The problem –
Could you copy each line of the listing below that has the word "type"?

Data supplied –

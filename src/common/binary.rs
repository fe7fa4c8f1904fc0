//! Little-endian integer reads shared by the binary container parsers.
//!
//! Compound files, Word file information blocks and ZIP local headers all
//! store their fields little-endian; these helpers read them with bounds
//! checks instead of panicking on short input.

use zerocopy::{FromBytes, LE, U16, U32};

/// Binary parsing error type
#[derive(Debug, Clone, PartialEq, Eq)]
pub enum BinaryError {
    /// Not enough data to read the requested type
    InsufficientData { expected: usize, available: usize },
}

impl std::fmt::Display for BinaryError {
    fn fmt(&self, f: &mut std::fmt::Formatter<'_>) -> std::fmt::Result {
        match self {
            BinaryError::InsufficientData {
                expected,
                available,
            } => {
                write!(
                    f,
                    "Insufficient data: expected {}, got {}",
                    expected, available
                )
            },
        }
    }
}

impl std::error::Error for BinaryError {}

/// Result type for binary operations
pub type BinaryResult<T> = Result<T, BinaryError>;

#[inline]
fn field(data: &[u8], offset: usize, len: usize) -> BinaryResult<&[u8]> {
    offset
        .checked_add(len)
        .and_then(|end| data.get(offset..end))
        .ok_or(BinaryError::InsufficientData {
            expected: offset.saturating_add(len),
            available: data.len(),
        })
}

/// Read a little-endian u16 from a byte slice at the given offset.
///
/// # Examples
///
/// ```
/// use textractor::common::binary::read_u16_le;
/// let data = [0x34, 0x12, 0x78, 0x56];
/// assert_eq!(read_u16_le(&data, 0).unwrap(), 0x1234);
/// assert_eq!(read_u16_le(&data, 2).unwrap(), 0x5678);
/// assert!(read_u16_le(&data, 3).is_err());
/// ```
#[inline]
pub fn read_u16_le(data: &[u8], offset: usize) -> BinaryResult<u16> {
    let bytes = field(data, offset, 2)?;
    Ok(U16::<LE>::read_from_bytes(bytes)
        .map(|v| v.get())
        .unwrap_or_default())
}

/// Read a little-endian u32 from a byte slice at the given offset.
///
/// # Examples
///
/// ```
/// use textractor::common::binary::read_u32_le;
/// let data = [0x78, 0x56, 0x34, 0x12];
/// assert_eq!(read_u32_le(&data, 0).unwrap(), 0x12345678);
/// ```
#[inline]
pub fn read_u32_le(data: &[u8], offset: usize) -> BinaryResult<u32> {
    let bytes = field(data, offset, 4)?;
    Ok(U32::<LE>::read_from_bytes(bytes)
        .map(|v| v.get())
        .unwrap_or_default())
}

Reply to the task –
/// Binary parsing error type
    /// Not enough data to read the requested type
/// Result type for binary operations
pub type BinaryResult<T> = Result<T, BinaryError>;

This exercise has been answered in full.